One way of assessing regression equations and comparing different regression equations
is to ask "what proportion of the variation in the dependent variable (y) is explained by
the independent variables (x's)?" Other things being equal, the more that is explained the
better. adjR2 ("adjusted R squared" or R-bar squared as it is sometimes called) measures
this. It varies between 0 (none of the variation in the dependent variable can be accounted
for by variations in the independent variables) and 1 (all of the variation in the dependent
variable can be accounted for by variations in the independent variables). Other things
being equal, the larger is adjR2 the better is the regression equation.
5.3 Significance of the equation: The F-test
The F-test indicates the degree of confidence that there exists a relationship between the
independent and dependent variables for the population. That is, the F-test shows the
significance (see 5.1) of the explanatory power (see 5.2) of the equation. If the F-test is
significant at the x% level, there is a x% chance that there is no relationship between the
independent variables and the dependent variables.

## 5.4 Dummy variables

Dummy variables (DV's) classify subjects or observations into two mutually exclusive
and exhaustive classes. A dummy variable takes a value 0 or 1, 1 for membership of a
class, 0 for non-membership.
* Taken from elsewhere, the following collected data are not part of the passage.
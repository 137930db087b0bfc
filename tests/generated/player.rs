// Generated by fsmc from player.sm. Do not edit.

use super::Player;
/// Every state of the machine, one variant per `Map_State`.
#[derive(Debug, Clone, Copy, PartialEq, Eq, Hash)]
#[allow(non_camel_case_types)]
pub enum PlayerState {
    Main_Stopped,
    Main_Playing,
    Menu_Browsing,
}
impl PlayerState {
    /// All states, indexed by id.
    pub const ALL: [PlayerState; 3usize] = [
        PlayerState::Main_Stopped,
        PlayerState::Main_Playing,
        PlayerState::Menu_Browsing,
    ];
    pub fn name(self) -> &'static str {
        ::fsmc::runtime::StateId::name(self)
    }
    pub fn id(self) -> usize {
        ::fsmc::runtime::StateId::id(self)
    }
}
impl ::fsmc::runtime::StateId for PlayerState {
    fn name(self) -> &'static str {
        match self {
            PlayerState::Main_Stopped => "Main.Stopped",
            PlayerState::Main_Playing => "Main.Playing",
            PlayerState::Menu_Browsing => "Menu.Browsing",
        }
    }
    fn id(self) -> usize {
        self as usize
    }
    fn from_id(id: usize) -> Option<Self> {
        Self::ALL.get(id).copied()
    }
}
#[doc = "Drives the state machine of a `Player`."]
#[derive(Debug, Clone)]
pub struct PlayerContext {
    fsm: ::fsmc::runtime::FsmContext<PlayerState>,
}
#[allow(
    dead_code,
    non_snake_case,
    unused_variables,
    unreachable_code,
    unreachable_patterns,
    clippy::all
)]
impl PlayerContext {
    pub fn new() -> Self {
        Self {
            fsm: ::fsmc::runtime::FsmContext::new(PlayerState::Main_Stopped),
        }
    }
    /// Runs the start state's entry actions. Call once, before
    /// the first transition.
    pub fn enter_start_state(
        &mut self,
        ctxt: &mut Player,
    ) -> Result<(), ::fsmc::runtime::TransitionError> {
        let state = self.fsm.state()?;
        self.on_entry(ctxt, state);
        Ok(())
    }
    pub fn state(&self) -> Result<PlayerState, ::fsmc::runtime::TransitionError> {
        self.fsm.state()
    }
    pub fn fsm(&self) -> &::fsmc::runtime::FsmContext<PlayerState> {
        &self.fsm
    }
    pub fn fsm_mut(&mut self) -> &mut ::fsmc::runtime::FsmContext<PlayerState> {
        &mut self.fsm
    }
    /// State ids from the bottom of the state stack up, then the
    /// current state.
    pub fn snapshot(&self) -> Result<Vec<usize>, ::fsmc::runtime::TransitionError> {
        self.fsm.snapshot()
    }
    pub fn restore(
        &mut self,
        ids: &[usize],
    ) -> Result<(), ::fsmc::runtime::TransitionError> {
        self.fsm.restore(ids)
    }
    pub fn Back(
        &mut self,
        ctxt: &mut Player,
    ) -> Result<(), ::fsmc::runtime::TransitionError> {
        self.fsm.set_transition("Back");
        let result = self
            .fsm
            .state()
            .and_then(|state| match state {
                PlayerState::Main_Stopped => self.default_transition(ctxt, state),
                PlayerState::Main_Playing => self.default_transition(ctxt, state),
                PlayerState::Menu_Browsing => self.Menu_Browsing_Back(ctxt, state),
            });
        self.fsm.set_transition("");
        result
    }
    pub fn Menu(
        &mut self,
        ctxt: &mut Player,
    ) -> Result<(), ::fsmc::runtime::TransitionError> {
        self.fsm.set_transition("Menu");
        let result = self
            .fsm
            .state()
            .and_then(|state| match state {
                PlayerState::Main_Stopped => self.Main_Default_Menu(ctxt, state),
                PlayerState::Main_Playing => self.Main_Playing_Menu(ctxt, state),
                PlayerState::Menu_Browsing => self.default_transition(ctxt, state),
            });
        self.fsm.set_transition("");
        result
    }
    pub fn Play(
        &mut self,
        ctxt: &mut Player,
        track: u32,
    ) -> Result<(), ::fsmc::runtime::TransitionError> {
        self.fsm.set_transition("Play");
        let result = self
            .fsm
            .state()
            .and_then(|state| match state {
                PlayerState::Main_Stopped => self.Main_Stopped_Play(ctxt, state, track),
                PlayerState::Main_Playing => self.Main_Default_Play(ctxt, state, track),
                PlayerState::Menu_Browsing => self.default_transition(ctxt, state),
            });
        self.fsm.set_transition("");
        result
    }
    pub fn Quit(
        &mut self,
        ctxt: &mut Player,
    ) -> Result<(), ::fsmc::runtime::TransitionError> {
        self.fsm.set_transition("Quit");
        let result = self
            .fsm
            .state()
            .and_then(|state| match state {
                PlayerState::Main_Stopped => self.default_transition(ctxt, state),
                PlayerState::Main_Playing => self.default_transition(ctxt, state),
                PlayerState::Menu_Browsing => self.Menu_Browsing_Quit(ctxt, state),
            });
        self.fsm.set_transition("");
        result
    }
    pub fn Stop(
        &mut self,
        ctxt: &mut Player,
    ) -> Result<(), ::fsmc::runtime::TransitionError> {
        self.fsm.set_transition("Stop");
        let result = self
            .fsm
            .state()
            .and_then(|state| match state {
                PlayerState::Main_Stopped => self.Main_Default_Stop(ctxt, state),
                PlayerState::Main_Playing => self.Main_Playing_Stop(ctxt, state),
                PlayerState::Menu_Browsing => self.default_transition(ctxt, state),
            });
        self.fsm.set_transition("");
        result
    }
    fn Main_Default_Stop(
        &mut self,
        ctxt: &mut Player,
        state: PlayerState,
    ) -> Result<(), ::fsmc::runtime::TransitionError> {
        {
            if state != PlayerState::Main_Stopped {
                self.on_exit(ctxt, state);
            }
            self.fsm.clear_state();
            let outcome = ::std::panic::catch_unwind(
                ::std::panic::AssertUnwindSafe(|| {
                    self.fsm.empty_state_stack();
                }),
            );
            self.fsm.set_state(PlayerState::Main_Stopped);
            if state != PlayerState::Main_Stopped {
                self.on_entry(ctxt, PlayerState::Main_Stopped);
            }
            if let Err(panic) = outcome {
                ::std::panic::resume_unwind(panic);
            }
        }
        Ok(())
    }
    fn Main_Default_Default(
        &mut self,
        ctxt: &mut Player,
        state: PlayerState,
    ) -> Result<(), ::fsmc::runtime::TransitionError> {
        {
            self.fsm.clear_state();
            let outcome = ::std::panic::catch_unwind(
                ::std::panic::AssertUnwindSafe(|| {
                    ctxt.ignored();
                }),
            );
            self.fsm.set_state(state);
            if let Err(panic) = outcome {
                ::std::panic::resume_unwind(panic);
            }
        }
        Ok(())
    }
    fn Main_Default_Menu(
        &mut self,
        ctxt: &mut Player,
        state: PlayerState,
    ) -> Result<(), ::fsmc::runtime::TransitionError> {
        self.default_transition(ctxt, state)
    }
    fn Main_Default_Play(
        &mut self,
        ctxt: &mut Player,
        state: PlayerState,
        track: u32,
    ) -> Result<(), ::fsmc::runtime::TransitionError> {
        self.default_transition(ctxt, state)
    }
    fn Main_Stopped_Play(
        &mut self,
        ctxt: &mut Player,
        state: PlayerState,
        track: u32,
    ) -> Result<(), ::fsmc::runtime::TransitionError> {
        if track > 0 {
            self.on_exit(ctxt, state);
            self.fsm.clear_state();
            let outcome = ::std::panic::catch_unwind(
                ::std::panic::AssertUnwindSafe(|| {
                    ctxt.load(track);
                }),
            );
            self.fsm.set_state(PlayerState::Main_Playing);
            self.on_entry(ctxt, PlayerState::Main_Playing);
            if let Err(panic) = outcome {
                ::std::panic::resume_unwind(panic);
            }
        } else {
            self.fsm.clear_state();
            let outcome = ::std::panic::catch_unwind(
                ::std::panic::AssertUnwindSafe(|| {
                    ctxt.rejected = Some(track);
                }),
            );
            self.fsm.set_state(state);
            if let Err(panic) = outcome {
                ::std::panic::resume_unwind(panic);
            }
        }
        Ok(())
    }
    fn Main_Playing_Stop(
        &mut self,
        ctxt: &mut Player,
        state: PlayerState,
    ) -> Result<(), ::fsmc::runtime::TransitionError> {
        {
            self.on_exit(ctxt, state);
            self.fsm.set_state(PlayerState::Main_Stopped);
            self.on_entry(ctxt, PlayerState::Main_Stopped);
        }
        Ok(())
    }
    fn Main_Playing_Menu(
        &mut self,
        ctxt: &mut Player,
        state: PlayerState,
    ) -> Result<(), ::fsmc::runtime::TransitionError> {
        {
            self.fsm.push_state(PlayerState::Menu_Browsing);
            self.on_entry(ctxt, PlayerState::Menu_Browsing);
        }
        Ok(())
    }
    fn Menu_Default_Back(
        &mut self,
        ctxt: &mut Player,
        state: PlayerState,
    ) -> Result<(), ::fsmc::runtime::TransitionError> {
        self.default_transition(ctxt, state)
    }
    fn Menu_Default_Quit(
        &mut self,
        ctxt: &mut Player,
        state: PlayerState,
    ) -> Result<(), ::fsmc::runtime::TransitionError> {
        self.default_transition(ctxt, state)
    }
    fn Menu_Browsing_Back(
        &mut self,
        ctxt: &mut Player,
        state: PlayerState,
    ) -> Result<(), ::fsmc::runtime::TransitionError> {
        {
            self.on_exit(ctxt, state);
            self.fsm.clear_state();
            let outcome = ::std::panic::catch_unwind(
                ::std::panic::AssertUnwindSafe(|| {
                    ctxt.hide_menu();
                }),
            );
            self.fsm.set_state(state);
            let popped = self.fsm.pop_state();
            if let Err(panic) = outcome {
                ::std::panic::resume_unwind(panic);
            }
            popped?;
        }
        Ok(())
    }
    fn Menu_Browsing_Quit(
        &mut self,
        ctxt: &mut Player,
        state: PlayerState,
    ) -> Result<(), ::fsmc::runtime::TransitionError> {
        {
            self.on_exit(ctxt, state);
            self.fsm.pop_state()?;
            self.Stop(ctxt)?;
        }
        Ok(())
    }
    fn on_entry(&mut self, ctxt: &mut Player, state: PlayerState) {
        match state {
            PlayerState::Main_Stopped => {
                ctxt.stopped();
            }
            PlayerState::Menu_Browsing => {
                ctxt.show_menu();
            }
            _ => {}
        }
    }
    fn on_exit(&mut self, ctxt: &mut Player, state: PlayerState) {
        match state {
            PlayerState::Main_Playing => {
                ctxt.pause_output();
            }
            _ => {}
        }
    }
    fn default_transition(
        &mut self,
        ctxt: &mut Player,
        state: PlayerState,
    ) -> Result<(), ::fsmc::runtime::TransitionError> {
        match state {
            PlayerState::Main_Stopped => self.Main_Default_Default(ctxt, state),
            PlayerState::Main_Playing => self.Main_Default_Default(ctxt, state),
            PlayerState::Menu_Browsing => self.unhandled_transition(state),
        }
    }
    fn unhandled_transition(
        &self,
        state: PlayerState,
    ) -> Result<(), ::fsmc::runtime::TransitionError> {
        Err(::fsmc::runtime::TransitionError::Undefined {
            state: state.name(),
            transition: self.fsm.transition(),
        })
    }
}
impl Default for PlayerContext {
    fn default() -> Self {
        Self::new()
    }
}
#[doc = "A `PlayerContext` usable from several threads."]
#[derive(Debug)]
pub struct PlayerSharedContext {
    inner: ::std::sync::Mutex<PlayerContext>,
}
#[allow(non_snake_case)]
impl PlayerSharedContext {
    pub fn new(context: PlayerContext) -> Self {
        Self {
            inner: ::std::sync::Mutex::new(context),
        }
    }
    /// Locks the context. A panic inside a transition does not
    /// poison it for later callers.
    pub fn lock(&self) -> ::std::sync::MutexGuard<'_, PlayerContext> {
        self.inner.lock().unwrap_or_else(::std::sync::PoisonError::into_inner)
    }
    pub fn into_inner(self) -> PlayerContext {
        self.inner.into_inner().unwrap_or_else(::std::sync::PoisonError::into_inner)
    }
    pub fn Back(&self, ctxt: &mut Player) -> Result<(), ::fsmc::runtime::TransitionError> {
        self.lock().Back(ctxt)
    }
    pub fn Menu(&self, ctxt: &mut Player) -> Result<(), ::fsmc::runtime::TransitionError> {
        self.lock().Menu(ctxt)
    }
    pub fn Play(
        &self,
        ctxt: &mut Player,
        track: u32,
    ) -> Result<(), ::fsmc::runtime::TransitionError> {
        self.lock().Play(ctxt, track)
    }
    pub fn Quit(&self, ctxt: &mut Player) -> Result<(), ::fsmc::runtime::TransitionError> {
        self.lock().Quit(ctxt)
    }
    pub fn Stop(&self, ctxt: &mut Player) -> Result<(), ::fsmc::runtime::TransitionError> {
        self.lock().Stop(ctxt)
    }
}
The regression coefficient (β) on a dummy variable
measures the average effect on the dependent variable (y) of membership of the class, by
comparison with non-members.

## 5.5 The standard error

The standard error of the regression equation (SE) measures the precision with which y
can be predicted. For particular values of the x's, the regression equation based on a
particular sample can be used to calculate the predicted value of y. Call this predicted
value µy. Then the standard error (SE) of the estimate can be used to make the following
statement: we are 95% confident that the true population value of y for those values of x
is in the range µy ± 2 SE.

5.6 Collinearity
One of the assumptions underlying OLS regression methods is that the explanatory
variables are "linearly independent". If two independent variables are highly correlated
they should not both appear in a regression equation, because they do not differ
sufficiently from each other. As a rule of thumb, if |r| ≥ 0.7 between two variables, the
variables should not both appear as independent variables in a regression equation,
because they lack independent explanatory power.

## 5.7 The general-to-specific modelling methodology

Consider a theory which implies that y is a function of x1 , x2 , x3 , x4 , x5:
y = f( x1 , x2 , x3 , x4 , x5)
This is the general model of y. Data are collected on y and that x's, and ignoring the
complexities of "non linear" relationships, a regression equation is estimated:
y = β 0 + β 1 x 1 + β 2 x2 + β 3 x3 + β 4 x 4 + β 5 x 5
This is the first step in making the model more specific – moving from a general model to
a general linear model. Imagine that significance levels are: β1 70% , β2 60% , β3 5% , β4
4% , β5 1%. Then the least significant variable (x1) would be dropped from the equation,
and the equation re-estimated:
y = β 0 + β 2 x 2 + β 3 x3 + β 4 x4 + β 5 x 5
This process of identifying and dropping the least significant independent variables is
repeated until all regression coefficients reach some specified required level of
significance (1%, 5% or 10%) according to context. This is a (very very rough) version of
the general-to-specific modelling methodology.

## Other things being equal, a simpler explanation is preferred. This translates to a

preference for a regression equation with fewer explanatory variables, other things being
equal. The general-to-specific modelling methodology captures the desire for explanatory
parsimony.4

## 4Parsimony: excessive carefulness in spending money or using resources; meanness. Occam's

Razor: The principle that, all other things being equal, a simpler explanation is better.